**WORK INSTRUCTION:** Where the word "AuthFields" occurs in a line of the listing below, copy that line.

**DATASET EXCERPTS:**
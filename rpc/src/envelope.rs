//! Signed request envelope.
//!
//! Authenticated params objects carry three fields next to the method's
//! own: `id` (the caller's node id), `nonce`, and `sig`. The signature
//! covers `method:nonce:<canonical params>` where the canonical params
//! are the params object minus `sig`, serialized with sorted keys, so
//! any client can reproduce the exact bytes.

use ed25519_dalek::{Signer, SigningKey, Verifier, VerifyingKey};
use serde::Deserialize;
use serde_json::Value;
use std::sync::Arc;

use peerpool_core::PoolError;
use peerpool_store::Store;
use peerpool_types::{NodeId, Signature};

#[derive(Deserialize)]
struct AuthFields {
    id: String,
    nonce: u64,
    sig: String,
}

/// Verify an authenticated request and burn its nonce.
///
/// Order matters: the signature is checked before the nonce is consumed,
/// so a forged request cannot invalidate a legitimate caller's nonce.
pub fn verify_envelope(
    store: &Arc<dyn Store>,
    method: &str,
    params: &Value,
) -> Result<NodeId, PoolError> {
    let auth: AuthFields = serde_json::from_value(params.clone())
        .map_err(|e| PoolError::InvalidRequest(format!("missing auth fields: {e}")))?;

    let node_id = NodeId::new(&auth.id);
    let public_key = node_id
        .public_key()
        .map_err(|e| PoolError::BadSignature(format!("caller id is not a public key: {e}")))?;
    let verifying_key = VerifyingKey::from_bytes(public_key.as_bytes())
        .map_err(|_| PoolError::BadSignature("caller id is not a valid key".to_string()))?;
    let sig: Signature = auth
        .sig
        .parse()
        .map_err(|e| PoolError::BadSignature(format!("unparsable signature: {e}")))?;

    let message = signing_payload(method, auth.nonce, params)?;
    verifying_key
        .verify(&message, &ed25519_dalek::Signature::from_bytes(sig.as_bytes()))
        .map_err(|_| PoolError::BadSignature("signature does not verify".to_string()))?;

    store.check_and_save_nonce(&node_id, auth.nonce)?;
    Ok(node_id)
}

/// The byte string a caller signs.
pub fn signing_payload(method: &str, nonce: u64, params: &Value) -> Result<Vec<u8>, PoolError> {
    let mut object = params
        .as_object()
        .cloned()
        .ok_or_else(|| PoolError::InvalidRequest("params must be an object".to_string()))?;
    object.remove("sig");
    // serde_json maps iterate sorted by key, so this serialization is
    // canonical.
    let canonical = serde_json::to_string(&Value::Object(object))
        .map_err(|e| PoolError::InvalidRequest(format!("unencodable params: {e}")))?;
    Ok(format!("{method}:{nonce}:{canonical}").into_bytes())
}

/// Sign a request's params the way [`verify_envelope`] expects.
///
/// `params` must already contain the `id` and `nonce` fields. Used by
/// pool agents and the test suite.
pub fn sign_request(
    method: &str,
    nonce: u64,
    params: &Value,
    key: &SigningKey,
) -> Result<Signature, PoolError> {
    let message = signing_payload(method, nonce, params)?;
    Ok(Signature(key.sign(&message).to_bytes()))
}

#[cfg(test)]
mod tests {
    use super::*;
    use peerpool_store_memory::MemoryStore;
    use peerpool_types::PublicKey;

    fn keypair(seed: u8) -> (SigningKey, NodeId) {
        let key = SigningKey::from_bytes(&[seed; 32]);
        let id = NodeId::from_public_key(&PublicKey(key.verifying_key().to_bytes()));
        (key, id)
    }

    fn store() -> Arc<dyn Store> {
        Arc::new(MemoryStore::new())
    }

    fn signed_params(method: &str, nonce: u64, key: &SigningKey, id: &NodeId) -> Value {
        let mut params = serde_json::json!({
            "id": id.to_string(),
            "nonce": nonce,
            "kind": "geth",
        });
        let sig = sign_request(method, nonce, &params, key).expect("sign");
        params["sig"] = Value::String(sig.to_hex());
        params
    }

    #[test]
    fn valid_envelope_verifies_and_burns_nonce() {
        let store = store();
        let (key, id) = keypair(1);
        let params = signed_params("vipnode_host", 1, &key, &id);

        let caller = verify_envelope(&store, "vipnode_host", &params).expect("verify");
        assert_eq!(caller, id);

        // Replaying the exact same request trips the nonce check.
        let err = verify_envelope(&store, "vipnode_host", &params).expect_err("replay");
        assert!(matches!(err, PoolError::StaleNonce { .. }));
    }

    #[test]
    fn tampered_params_fail_verification() {
        let store = store();
        let (key, id) = keypair(1);
        let mut params = signed_params("vipnode_host", 1, &key, &id);
        params["kind"] = Value::String("parity".to_string());

        let err = verify_envelope(&store, "vipnode_host", &params).expect_err("tampered");
        assert!(matches!(err, PoolError::BadSignature(_)));
    }

    #[test]
    fn signature_is_bound_to_the_method() {
        let store = store();
        let (key, id) = keypair(1);
        let params = signed_params("vipnode_host", 1, &key, &id);
        let err = verify_envelope(&store, "vipnode_disconnect", &params).expect_err("method swap");
        assert!(matches!(err, PoolError::BadSignature(_)));
    }

    #[test]
    fn someone_elses_signature_is_rejected() {
        let store = store();
        let (key, _) = keypair(1);
        let (_, other_id) = keypair(2);
        // Signed with key 1 but claiming identity 2.
        let mut params = serde_json::json!({
            "id": other_id.to_string(),
            "nonce": 1,
        });
        let sig = sign_request("vipnode_host", 1, &params, &key).expect("sign");
        params["sig"] = Value::String(sig.to_hex());

        let err = verify_envelope(&store, "vipnode_host", &params).expect_err("stolen id");
        assert!(matches!(err, PoolError::BadSignature(_)));
    }

    #[test]
    fn short_node_ids_cannot_authenticate() {
        let store = store();
        let params = serde_json::json!({
            "id": "not-a-key",
            "nonce": 1,
            "sig": "00",
        });
        let err = verify_envelope(&store, "vipnode_host", &params).expect_err("bad id");
        assert!(matches!(err, PoolError::BadSignature(_)));
    }

    #[test]
    fn failed_signature_does_not_burn_the_nonce() {
        let store = store();
        let (key, id) = keypair(1);
        let mut params = signed_params("vipnode_host", 5, &key, &id);
        params["kind"] = Value::String("tampered".to_string());
        verify_envelope(&store, "vipnode_host", &params).expect_err("tampered");

        // The legitimate request with the same nonce still goes through.
        let good = signed_params("vipnode_host", 5, &key, &id);
        verify_envelope(&store, "vipnode_host", &good).expect("nonce untouched");
    }
}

**EXERCISE RESPONSE:**
struct AuthFields {
    let auth: AuthFields = serde_json::from_value(params.clone())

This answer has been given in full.